PROBLEM STATEMENT
Please output each entry exactly as it appears.
▬▬▬▬▬▬▬▬▬▬
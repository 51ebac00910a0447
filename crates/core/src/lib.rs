//! PawCare Core - Shared types library.
//!
//! This crate provides common types used across all PawCare components:
//! - `storefront` - Cart store, booking flows, and the HTTP service
//! - `cli` - Command-line tools for the cart and bookings
//!
//! # Architecture
//!
//! The core crate contains only types and traits - no I/O, no storage access,
//! no HTTP clients. This keeps it lightweight and allows it to be used anywhere.
//!
//! # Modules
//!
//! - [`types`] - Newtype wrappers for identifiers, prices, contact details, and statuses

#![cfg_attr(not(test), forbid(unsafe_code))]

pub mod types;

pub use types::*;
▬▬▬▬▬▬▬▬▬▬
RESULT OF THE EXERCISE
repository 51ebac00910a0447
filename crates/core/src/lib.rs
//! PawCare Core - Shared types library.
//!
//! This crate provides common types used across all PawCare components:
//! - `storefront` - Cart store, booking flows, and the HTTP service
//! - `cli` - Command-line tools for the cart and bookings
//!
//! # Architecture
//!
//! The core crate contains only types and traits - no I/O, no storage access,
//! no HTTP clients. This keeps it lightweight and allows it to be used anywhere.
//!
//! # Modules
//!
//! - [`types`] - Newtype wrappers for identifiers, prices, contact details, and statuses

#![cfg_attr(not(test), forbid(unsafe_code))]

pub mod types;

pub use types::*;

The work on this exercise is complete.